[Task input Boundary: Start]

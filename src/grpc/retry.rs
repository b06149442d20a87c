//! Retry policy for runtime calls.
//!
//! Only `Unavailable` is retried; every other status is final. Unary calls
//! get a single retry, the event stream re-subscribes on a short schedule.
use std::future::Future;
use std::time::Duration;

use tokio::time::sleep;
use tonic::{Code, Status};

pub const UNARY_BACKOFF: &[Duration] = &[Duration::from_millis(200)];

pub const RESUBSCRIBE_BACKOFF: &[Duration] = &[
    Duration::from_millis(250),
    Duration::from_millis(500),
    Duration::from_millis(1000),
];

/// Walks a fixed delay schedule; exhausted once every delay was handed out.
#[derive(Debug, Clone)]
pub struct Backoff {
    schedule: &'static [Duration],
    attempt: usize,
}

impl Backoff {
    pub const fn new(schedule: &'static [Duration]) -> Self {
        Self {
            schedule,
            attempt: 0,
        }
    }

    pub fn next_delay(&mut self) -> Option<Duration> {
        let delay = self.schedule.get(self.attempt).copied();
        if delay.is_some() {
            self.attempt += 1;
        }
        delay
    }

    pub fn attempts(&self) -> usize {
        self.attempt
    }
}

pub fn is_retryable(status: &Status) -> bool {
    status.code() == Code::Unavailable
}

/// Runs `operation`, retrying on `Unavailable` with the given schedule.
pub async fn retry_unavailable<F, T, Fut>(
    mut operation: F,
    schedule: &'static [Duration],
    method: &str,
) -> Result<T, Status>
where
    F: FnMut() -> Fut,
    Fut: Future<Output = Result<T, Status>>,
{
    let mut backoff = Backoff::new(schedule);

    loop {
        match operation().await {
            Ok(result) => {
                if backoff.attempts() > 0 {
                    tracing::debug!(method, retries = backoff.attempts(), "call succeeded after retry");
                }
                return Ok(result);
            }
            Err(status) if is_retryable(&status) => match backoff.next_delay() {
                Some(delay) => {
                    tracing::warn!(
                        method,
                        attempt = backoff.attempts(),
                        delay_ms = delay.as_millis() as u64,
                        "runtime unavailable, retrying: {}",
                        status.message()
                    );
                    sleep(delay).await;
                }
                None => return Err(status),
            },
            Err(status) => return Err(status),
        }
    }
}

#[cfg(test)]
mod tests {
    use super::*;
    use std::sync::atomic::{AtomicU32, Ordering};
    use std::sync::Arc;

    #[tokio::test]
    async fn succeeds_immediately() {
        let result = retry_unavailable(|| async { Ok::<_, Status>(42) }, UNARY_BACKOFF, "Version").await;
        assert_eq!(result.unwrap(), 42);
    }

    #[tokio::test]
    async fn retries_unavailable_once() {
        let attempts = Arc::new(AtomicU32::new(0));
        let counter = attempts.clone();

        let result = retry_unavailable(
            || {
                let counter = counter.clone();
                async move {
                    if counter.fetch_add(1, Ordering::SeqCst) == 0 {
                        Err(Status::unavailable("connection refused"))
                    } else {
                        Ok("ok")
                    }
                }
            },
            UNARY_BACKOFF,
            "ListContainers",
        )
        .await;

        assert_eq!(result.unwrap(), "ok");
        assert_eq!(attempts.load(Ordering::SeqCst), 2);
    }

    #[tokio::test]
    async fn gives_up_after_schedule() {
        let attempts = Arc::new(AtomicU32::new(0));
        let counter = attempts.clone();

        let result = retry_unavailable(
            || {
                let counter = counter.clone();
                async move {
                    counter.fetch_add(1, Ordering::SeqCst);
                    Err::<(), _>(Status::unavailable("down"))
                }
            },
            UNARY_BACKOFF,
            "Status",
        )
        .await;

        assert_eq!(result.unwrap_err().code(), Code::Unavailable);
        assert_eq!(attempts.load(Ordering::SeqCst), 2);
    }

    #[tokio::test]
    async fn other_codes_are_not_retried() {
        let attempts = Arc::new(AtomicU32::new(0));
        let counter = attempts.clone();

        let result = retry_unavailable(
            || {
                let counter = counter.clone();
                async move {
                    counter.fetch_add(1, Ordering::SeqCst);
                    Err::<(), _>(Status::not_found("missing"))
                }
            },
            UNARY_BACKOFF,
            "ContainerStatus",
        )
        .await;

        assert_eq!(result.unwrap_err().code(), Code::NotFound);
        assert_eq!(attempts.load(Ordering::SeqCst), 1);
    }

    #[test]
    fn resubscribe_schedule_is_bounded() {
        let mut backoff = Backoff::new(RESUBSCRIBE_BACKOFF);
        let delays: Vec<_> = std::iter::from_fn(|| backoff.next_delay()).collect();
        assert_eq!(
            delays,
            vec![
                Duration::from_millis(250),
                Duration::from_millis(500),
                Duration::from_millis(1000)
            ]
        );
        assert_eq!(backoff.attempts(), 3);
        assert_eq!(backoff.next_delay(), None);
    }
}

[Task input Boundary: End]

Exercise prompt:
Each record above should be retyped in full, exactly as shown.

Completed task:
filename src/grpc/retry.rs
repository b06149442d20a87c
//! Retry policy for runtime calls.
//!
//! Only `Unavailable` is retried; every other status is final. Unary calls
//! get a single retry, the event stream re-subscribes on a short schedule.
use std::future::Future;
use std::time::Duration;

use tokio::time::sleep;
use tonic::{Code, Status};

pub const UNARY_BACKOFF: &[Duration] = &[Duration::from_millis(200)];

pub const RESUBSCRIBE_BACKOFF: &[Duration] = &[
    Duration::from_millis(250),
    Duration::from_millis(500),
    Duration::from_millis(1000),
];

/// Walks a fixed delay schedule; exhausted once every delay was handed out.
#[derive(Debug, Clone)]
pub struct Backoff {
    schedule: &'static [Duration],
    attempt: usize,
}

impl Backoff {
    pub const fn new(schedule: &'static [Duration]) -> Self {
        Self {
            schedule,
            attempt: 0,
        }
    }

    pub fn next_delay(&mut self) -> Option<Duration> {
        let delay = self.schedule.get(self.attempt).copied();
        if delay.is_some() {
            self.attempt += 1;
        }
        delay
    }

    pub fn attempts(&self) -> usize {
        self.attempt
    }
}

pub fn is_retryable(status: &Status) -> bool {
    status.code() == Code::Unavailable
}

/// Runs `operation`, retrying on `Unavailable` with the given schedule.
pub async fn retry_unavailable<F, T, Fut>(
    mut operation: F,
    schedule: &'static [Duration],
    method: &str,
) -> Result<T, Status>
where
    F: FnMut() -> Fut,
    Fut: Future<Output = Result<T, Status>>,
{
    let mut backoff = Backoff::new(schedule);

    loop {
        match operation().await {
            Ok(result) => {
                if backoff.attempts() > 0 {
                    tracing::debug!(method, retries = backoff.attempts(), "call succeeded after retry");
                }
                return Ok(result);
            }
            Err(status) if is_retryable(&status) => match backoff.next_delay() {
                Some(delay) => {
                    tracing::warn!(
                        method,
                        attempt = backoff.attempts(),
                        delay_ms = delay.as_millis() as u64,
                        "runtime unavailable, retrying: {}",
                        status.message()
                    );
                    sleep(delay).await;
                }
                None => return Err(status),
            },
            Err(status) => return Err(status),
        }
    }
}

#[cfg(test)]
mod tests {
    use super::*;
    use std::sync::atomic::{AtomicU32, Ordering};
    use std::sync::Arc;

    #[tokio::test]
    async fn succeeds_immediately() {
        let result = retry_unavailable(|| async { Ok::<_, Status>(42) }, UNARY_BACKOFF, "Version").await;
        assert_eq!(result.unwrap(), 42);
    }

    #[tokio::test]
    async fn retries_unavailable_once() {
        let attempts = Arc::new(AtomicU32::new(0));
        let counter = attempts.clone();

        let result = retry_unavailable(
            || {
                let counter = counter.clone();
                async move {
                    if counter.fetch_add(1, Ordering::SeqCst) == 0 {
                        Err(Status::unavailable("connection refused"))
                    } else {
                        Ok("ok")
                    }
                }
            },
            UNARY_BACKOFF,
            "ListContainers",
        )
        .await;

        assert_eq!(result.unwrap(), "ok");
        assert_eq!(attempts.load(Ordering::SeqCst), 2);
    }

    #[tokio::test]
    async fn gives_up_after_schedule() {
        let attempts = Arc::new(AtomicU32::new(0));
        let counter = attempts.clone();

        let result = retry_unavailable(
            || {
                let counter = counter.clone();
                async move {
                    counter.fetch_add(1, Ordering::SeqCst);
                    Err::<(), _>(Status::unavailable("down"))
                }
            },
            UNARY_BACKOFF,
            "Status",
        )
        .await;

        assert_eq!(result.unwrap_err().code(), Code::Unavailable);
        assert_eq!(attempts.load(Ordering::SeqCst), 2);
    }

    #[tokio::test]
    async fn other_codes_are_not_retried() {
        let attempts = Arc::new(AtomicU32::new(0));
        let counter = attempts.clone();

        let result = retry_unavailable(
            || {
                let counter = counter.clone();
                async move {
                    counter.fetch_add(1, Ordering::SeqCst);
                    Err::<(), _>(Status::not_found("missing"))
                }
            },
            UNARY_BACKOFF,
            "ContainerStatus",
        )
        .await;

        assert_eq!(result.unwrap_err().code(), Code::NotFound);
        assert_eq!(attempts.load(Ordering::SeqCst), 1);
    }

    #[test]
    fn resubscribe_schedule_is_bounded() {
        let mut backoff = Backoff::new(RESUBSCRIBE_BACKOFF);
        let delays: Vec<_> = std::iter::from_fn(|| backoff.next_delay()).collect();
        assert_eq!(
            delays,
            vec![
                Duration::from_millis(250),
                Duration::from_millis(500),
                Duration::from_millis(1000)
            ]
        );
        assert_eq!(backoff.attempts(), 3);
        assert_eq!(backoff.next_delay(), None);
    }
}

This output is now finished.